Hi Leonid:
You made an interesting point with your ‘echo chamber’ analogy, but
perhaps not exactly the one you intended.
But getting back to mokume. Mokume was developed as material from
which tsubas ( sword guards ) were made. The function of a tsuba
is to stop advancement of the blade. If we consider the fact that
average katana can slice a gun barrel as easily as bread, it
should definitely give us a pause and consider how likely it is
that mokume is just a sandwich of non-ferrous metals.
There’s a program called ‘Mythbusters’ in the states that takes
internet myths, and other tall tales, and puts them to the test. One
of the myths they chose to test was the idea that katana could chop
through gun barrels.
It turns out that after some pretty serious testing, no, they can’t.
They also couldn’t find any record of any such thing actually
happening, or the remnants of any of the cloven barrels in question.

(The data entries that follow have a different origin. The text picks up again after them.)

#![allow(clippy::unwrap_used)]

use std::net::{Ipv4Addr, SocketAddr};
use std::sync::{Arc, Mutex};
use std::time::Duration;

use async_trait::async_trait;
use pretty_assertions::assert_eq;
use secrecy::{SecretSlice, SecretString};

use huestream_api::{Error as ApiError, SecureSession, SecureTransport};

use super::*;
use crate::config::KeepAlivePolicy;
use crate::frame::{ProtocolVersion, SEQUENCE_OFFSET, decode_header};

const CONFIG_ID: &str = "1a8d99cc-967b-44f2-9202-43f976c0fa6b";

// ── Recording transport ─────────────────────────────────────────────

#[derive(Debug, Default)]
struct Recorded {
    frames: Vec<Vec<u8>>,
    establish_calls: usize,
    closed: usize,
    fail_establish: bool,
    hang_establish: bool,
    fail_sends: bool,
    send_delay: Duration,
}

#[derive(Debug, Clone, Default)]
struct RecordingTransport {
    recorded: Arc<Mutex<Recorded>>,
}

impl RecordingTransport {
    fn with(configure: impl FnOnce(&mut Recorded)) -> Self {
        let transport = Self::default();
        configure(&mut transport.recorded.lock().unwrap());
        transport
    }

    fn frames(&self) -> Vec<Vec<u8>> {
        self.recorded.lock().unwrap().frames.clone()
    }

    fn establish_calls(&self) -> usize {
        self.recorded.lock().unwrap().establish_calls
    }

    fn closed(&self) -> usize {
        self.recorded.lock().unwrap().closed
    }

    fn update(&self, configure: impl FnOnce(&mut Recorded)) {
        configure(&mut self.recorded.lock().unwrap());
    }
}

#[async_trait]
impl SecureTransport for RecordingTransport {
    async fn establish(
        &self,
        _identity: &str,
        _key: &SecretSlice<u8>,
        _address: SocketAddr,
    ) -> Result<Box<dyn SecureSession>, ApiError> {
        let hang = {
            let mut recorded = self.recorded.lock().unwrap();
            recorded.establish_calls += 1;
            if recorded.fail_establish {
                return Err(ApiError::HandshakeFailed("psk rejected".into()));
            }
            recorded.hang_establish
        };
        if hang {
            std::future::pending::<()>().await;
        }
        Ok(Box::new(RecordingSession {
            recorded: Arc::clone(&self.recorded),
        }))
    }
}

struct RecordingSession {
    recorded: Arc<Mutex<Recorded>>,
}

#[async_trait]
impl SecureSession for RecordingSession {
    async fn send(&mut self, datagram: &[u8]) -> Result<(), ApiError> {
        let (delay, fail) = {
            let recorded = self.recorded.lock().unwrap();
            (recorded.send_delay, recorded.fail_sends)
        };
        if fail {
            return Err(ApiError::Io(std::io::Error::new(
                std::io::ErrorKind::ConnectionRefused,
                "bridge went away",
            )));
        }
        if !delay.is_zero() {
            tokio::time::sleep(delay).await;
        }
        self.recorded.lock().unwrap().frames.push(datagram.to_vec());
        Ok(())
    }

    async fn close(&mut self) {
        self.recorded.lock().unwrap().closed += 1;
    }
}

// ── Helpers ─────────────────────────────────────────────────────────

fn identity() -> Arc<BridgeIdentity> {
    let key = SecretString::from("00112233445566778899aabbccddeeff".to_owned());
    Arc::new(BridgeIdentity::from_hex_key(Ipv4Addr::LOCALHOST.into(), "app-id", &key).unwrap())
}

fn streamer_with(
    transport: &RecordingTransport,
    channels: impl IntoIterator<Item = u16>,
    options: StreamOptions,
) -> Streamer {
    let configuration = Arc::new(EntertainmentConfiguration::with_channels(
        CONFIG_ID, "TV area", channels,
    ));
    Streamer::new(identity(), configuration, Arc::new(transport.clone()), options)
}

fn streamer(transport: &RecordingTransport) -> Streamer {
    streamer_with(transport, [0, 1], StreamOptions::default())
}

async fn wait_for_fault(streamer: &Streamer) {
    let mut rx = streamer.subscribe_state();
    rx.wait_for(|s| matches!(s, StreamState::Faulted { .. }))
        .await
        .unwrap();
}

// ── Frames on the wire ──────────────────────────────────────────────

#[tokio::test(start_paused = true)]
async fn two_lights_one_tick_one_frame() {
    let transport = RecordingTransport::default();
    let streamer = streamer(&transport);

    streamer.start().await.unwrap();
    streamer.submit(0u16, Color::rgb(0xFF, 0, 0)).unwrap();
    streamer.submit(1u16, Color::rgb(0, 0xFF, 0)).unwrap();
    tokio::time::sleep(Duration::from_millis(30)).await;

    let frames = transport.frames();
    assert_eq!(frames.len(), 1);
    let frame = &frames[0];
    assert_eq!(frame.len(), 66);
    assert_eq!(&frame[..9], b"HueStream");
    assert_eq!(frame[SEQUENCE_OFFSET], 1);
    assert_eq!(&frame[16..52], CONFIG_ID.as_bytes());
    assert_eq!(&frame[52..59], &[0x00, 0xFF, 0xFF, 0x00, 0x00, 0x00, 0x00]);
    assert_eq!(&frame[59..66], &[0x01, 0x00, 0x00, 0xFF, 0xFF, 0x00, 0x00]);

    streamer.stop().await;
}

#[tokio::test(start_paused = true)]
async fn submits_before_start_go_out_on_first_tick() {
    let transport = RecordingTransport::default();
    let streamer = streamer(&transport);

    streamer.submit(1u16, Color::rgb(1, 2, 3)).unwrap();
    assert_eq!(streamer.pending(), 1);

    streamer.start().await.unwrap();
    tokio::time::sleep(Duration::from_millis(5)).await;

    assert_eq!(transport.frames().len(), 1);
    streamer.stop().await;
}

(even the Japanese sword societies can’t prove the stories, much
though they’ve tried.)
If you stop and think about it, the human body simply doesn’t have
enough power to drive a 1cm wedge through a bar of steel 1/2 to 1.5"

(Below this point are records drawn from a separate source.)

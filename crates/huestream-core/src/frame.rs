//! Entertainment frame encoder.
//!
//! A frame is one UDP datagram: a 16-byte header followed (in v2) by the
//! 36-character configuration id and then one block per light, in
//! ascending light-id order.
//!
//! ```text
//! "HueStream" | major | minor | seq | 00 00 | color space | 00
//! v2: config id (36 ASCII) | [channel u8 | c0 u16 | c1 u16 | c2 u16]*
//! v1:                        [type u8 | id u16 | c0 u16 | c1 u16 | c2 u16]*
//! ```

use bytes::{BufMut, Bytes, BytesMut};
use serde::{Deserialize, Serialize};

use crate::color::{self, ColorSpace};
use crate::table::Snapshot;

pub const PROTOCOL_NAME: &[u8; 9] = b"HueStream";
pub const HEADER_LEN: usize = 16;
pub const SESSION_ID_LEN: usize = 36;
/// Byte offset of the sequence counter inside the header.
pub const SEQUENCE_OFFSET: usize = 11;
const COLOR_SPACE_OFFSET: usize = 14;

/// Wire protocol generation.
#[derive(
    Debug,
    Clone,
    Copy,
    PartialEq,
    Eq,
    Hash,
    Default,
    Serialize,
    Deserialize,
    strum::Display,
    strum::EnumString,
)]
#[serde(rename_all = "lowercase")]
#[strum(serialize_all = "lowercase", ascii_case_insensitive)]
pub enum ProtocolVersion {
    /// Legacy bridge API: light ids on the wire, no session id.
    V1,
    /// CLIP v2: channel ids plus the configuration id in every frame.
    #[default]
    V2,
}

impl ProtocolVersion {
    pub const fn wire_version(self) -> (u8, u8) {
        match self {
            Self::V1 => (0x01, 0x00),
            Self::V2 => (0x02, 0x00),
        }
    }

    pub const fn block_len(self) -> usize {
        match self {
            Self::V1 => 9,
            Self::V2 => 7,
        }
    }

    pub const fn max_lights(self) -> usize {
        match self {
            Self::V1 => 10,
            Self::V2 => 20,
        }
    }

    pub const fn max_light_id(self) -> u16 {
        match self {
            Self::V1 => u16::MAX,
            Self::V2 => 0xFF,
        }
    }

    /// Total datagram length for `lights` blocks.
    pub const fn frame_len(self, lights: usize) -> usize {
        let prefix = match self {
            Self::V1 => HEADER_LEN,
            Self::V2 => HEADER_LEN + SESSION_ID_LEN,
        };
        prefix + lights * self.block_len()
    }
}

/// Encode one frame from a table snapshot.
///
/// The configuration was validated at session start, so ids fit their
/// wire width and the session id is exactly 36 ASCII bytes.
pub fn encode_frame(
    protocol: ProtocolVersion,
    session_id: &str,
    sequence: u8,
    color_space: ColorSpace,
    lights: &Snapshot,
) -> Bytes {
    let mut buf = BytesMut::with_capacity(protocol.frame_len(lights.len()));

    let (major, minor) = protocol.wire_version();
    buf.put_slice(PROTOCOL_NAME);
    buf.put_u8(major);
    buf.put_u8(minor);
    buf.put_u8(sequence);
    buf.put_bytes(0x00, 2);
    buf.put_u8(color_space.wire_tag());
    buf.put_u8(0x00);

    if protocol == ProtocolVersion::V2 {
        let id = session_id.as_bytes();
        let len = id.len().min(SESSION_ID_LEN);
        buf.put_slice(&id[..len]);
        buf.put_bytes(0x00, SESSION_ID_LEN - len);
    }

    // BTreeMap iteration is ascending by light id.
    for (id, command) in lights {
        match protocol {
            ProtocolVersion::V1 => {
                buf.put_u8(command.light.device_type.wire_tag());
                buf.put_u16(id.0);
            }
            ProtocolVersion::V2 => {
                let [_, channel] = id.0.to_be_bytes();
                buf.put_u8(channel);
            }
        }
        for value in color::encode(&command.color, color_space) {
            buf.put_u16(value);
        }
    }

    buf.freeze()
}

/// Copy of `frame` with only the sequence byte replaced.
pub fn with_sequence(frame: &Bytes, sequence: u8) -> Bytes {
    let mut buf = BytesMut::from(&frame[..]);
    if let Some(slot) = buf.get_mut(SEQUENCE_OFFSET) {
        *slot = sequence;
    }
    buf.freeze()
}

/// Header fields read back from an encoded frame.
#[derive(Debug, Clone, Copy, PartialEq, Eq)]
pub struct FrameHeader {
    pub protocol: ProtocolVersion,
    pub sequence: u8,
    pub color_space: ColorSpace,
}

/// Parse the fixed header. Returns `None` for anything that is not a
/// well-formed frame header.
pub fn decode_header(frame: &[u8]) -> Option<FrameHeader> {
    let header = frame.get(..HEADER_LEN)?;
    if &header[..PROTOCOL_NAME.len()] != PROTOCOL_NAME {
        return None;
    }
    let protocol = match (header[9], header[10]) {
        (0x01, 0x00) => ProtocolVersion::V1,
        (0x02, 0x00) => ProtocolVersion::V2,
        _ => return None,
    };
    Some(FrameHeader {
        protocol,
        sequence: header[SEQUENCE_OFFSET],
        color_space: ColorSpace::from_wire_tag(header[COLOR_SPACE_OFFSET])?,
    })
}

#[cfg(test)]
#[allow(clippy::unwrap_used)]
mod tests {
    use pretty_assertions::assert_eq;

    use super::*;
    use crate::model::{Color, DeviceType, LightCommand, LightDescriptor, LightId};

    const CONFIG_ID: &str = "1a8d99cc-967b-44f2-9202-43f976c0fa6b";

    fn snapshot(entries: &[(u16, DeviceType, Color)]) -> Snapshot {
        entries
            .iter()
            .map(|&(id, device_type, color)| {
                let light = LightDescriptor {
                    id: LightId(id),
                    device_type,
                };
                (light.id, LightCommand { light, color })
            })
            .collect()
    }

    #[test]
    fn v2_frame_layout() {
        let lights = snapshot(&[
            (1, DeviceType::Light, Color::rgb(0, 0xFF, 0)),
            (0, DeviceType::Light, Color::rgb(0xFF, 0, 0)),
        ]);
        let frame = encode_frame(ProtocolVersion::V2, CONFIG_ID, 1, ColorSpace::Rgb, &lights);

        assert_eq!(frame.len(), 16 + 36 + 2 * 7);
        assert_eq!(
            &frame[..16],
            &[
                b'H', b'u', b'e', b'S', b't', b'r', b'e', b'a', b'm', 0x02, 0x00, 0x01, 0x00,
                0x00, 0x00, 0x00
            ]
        );
        assert_eq!(&frame[16..52], CONFIG_ID.as_bytes());
        // Ascending channel order regardless of insertion order.
        assert_eq!(&frame[52..59], &[0x00, 0xFF, 0xFF, 0x00, 0x00, 0x00, 0x00]);
        assert_eq!(&frame[59..66], &[0x01, 0x00, 0x00, 0xFF, 0xFF, 0x00, 0x00]);
    }

    #[test]
    fn v1_frame_layout() {
        let lights = snapshot(&[(0x0102, DeviceType::Area, Color::xy(1.0, 0.0, 1.0))]);
        let frame = encode_frame(ProtocolVersion::V1, "", 9, ColorSpace::Xy, &lights);

        assert_eq!(frame.len(), 16 + 9);
        assert_eq!(frame[9], 0x01);
        assert_eq!(frame[11], 9);
        assert_eq!(frame[14], 0x01);
        assert_eq!(
            &frame[16..],
            &[0x01, 0x01, 0x02, 0xFF, 0xFF, 0x00, 0x00, 0xFF, 0xFF]
        );
    }

    #[test]
    fn encode_frame_is_deterministic() {
        let entries = [
            (0, DeviceType::Light, Color::rgb(10, 20, 30)),
            (4, DeviceType::Light, Color::xy(0.31, 0.33, 0.8)),
            (9, DeviceType::Area, Color::rgb(255, 0, 128)),
        ];
        let mut reversed = entries;
        reversed.reverse();

        for protocol in [ProtocolVersion::V1, ProtocolVersion::V2] {
            for color_space in [ColorSpace::Rgb, ColorSpace::Xy] {
                let forward = snapshot(&entries);
                let first = encode_frame(protocol, CONFIG_ID, 5, color_space, &forward);
                let second = encode_frame(protocol, CONFIG_ID, 5, color_space, &forward);
                assert_eq!(first, second);

                let backward = snapshot(&reversed);
                let reordered = encode_frame(protocol, CONFIG_ID, 5, color_space, &backward);
                assert_eq!(first, reordered);
            }
        }
    }

    #[test]
    fn empty_snapshot_is_header_only() {
        let frame = encode_frame(
            ProtocolVersion::V2,
            CONFIG_ID,
            0,
            ColorSpace::Rgb,
            &Snapshot::new(),
        );
        assert_eq!(frame.len(), ProtocolVersion::V2.frame_len(0));
    }

    #[test]
    fn resequence_touches_one_byte() {
        let lights = snapshot(&[(3, DeviceType::Light, Color::rgb(1, 2, 3))]);
        let frame = encode_frame(ProtocolVersion::V2, CONFIG_ID, 7, ColorSpace::Rgb, &lights);
        let patched = with_sequence(&frame, 8);

        let diff: Vec<usize> = (0..frame.len()).filter(|&i| frame[i] != patched[i]).collect();
        assert_eq!(diff, vec![SEQUENCE_OFFSET]);
        assert_eq!(decode_header(&patched).unwrap().sequence, 8);
    }

    #[test]
    fn decode_header_round_trips_fields() {
        let frame = encode_frame(ProtocolVersion::V2, CONFIG_ID, 42, ColorSpace::Xy, &Snapshot::new());
        assert_eq!(
            decode_header(&frame),
            Some(FrameHeader {
                protocol: ProtocolVersion::V2,
                sequence: 42,
                color_space: ColorSpace::Xy,
            })
        );
        assert_eq!(decode_header(b"HueStrea"), None);
        assert_eq!(decode_header(b"NotStream\x02\x00\x00\x00\x00\x00\x00"), None);
    }
}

in diameter in one shot, regardless of how sharp the cutting edge
may be. (I have several real katana in my collection, and have
examined many more. They’re often surprisingly thick. The junker
Shingunto that I have by the desk here measures out at.318" just
above the habaki, and it’s pretty thin as katana go.) The issue isn’t
the cutting edge, it’s the power required to wedge the cut open to
get the thickness of the rest of the blade body through the cut.

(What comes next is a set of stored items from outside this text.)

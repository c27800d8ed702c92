//! Command dispatch: CLI args -> bridge calls / streaming -> output formatting.

pub mod config_cmd;
pub mod configs;
pub mod discover;
pub mod pair;
pub mod stream;

use crate::cli::{Command, GlobalOpts};
use crate::error::CliError;

/// Dispatch a bridge-bound command to the appropriate handler.
pub async fn dispatch(cmd: Command, global: &GlobalOpts) -> Result<(), CliError> {
    match cmd {
        Command::Discover(args) => discover::handle(args, global).await,
        Command::Pair(args) => pair::handle(args, global).await,
        Command::Configs(args) => configs::handle(args, global).await,
        Command::Stream(args) => stream::handle(args, global).await,
        Command::Config(args) => config_cmd::handle(args, global),
        // Handled in main before dispatch
        Command::Completions(_) => Ok(()),
    }
}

Having forged katana of my own, I made some ‘practice blades’ to
beat up on, and see what they could do. Against soft or fleshy
targets, they’re terrifying. When they start running into metal
armor, or other blades, they’re subject to the laws of physics just
like any other blade. Just specifically to test the notion of
nonferrous tsuba being effective, I took a full-on 90 degree whack at
the edge of a 1/4" thick disk of brass held in a vise. Hitting
tangentially, I took a crescent out of the side of it, about.750
long, and perhaps.200 thick at the thickest. Sort of like a curl of
cheese. That wasn’t what I was trying to do. (I also cracked the edge
of the test sword.) Doing a full ‘over the head’ chopping move
straight down onto the disk, I managed to get the blade to cut
straight in about.300" or so. Cracked the edge of the blade again
too. Took a chunk out of it, in fact. (The bit that was buried in the
brass disk cracked out between the two closest ashi.)
It should also be pointed out that the earliest tsuba were iron.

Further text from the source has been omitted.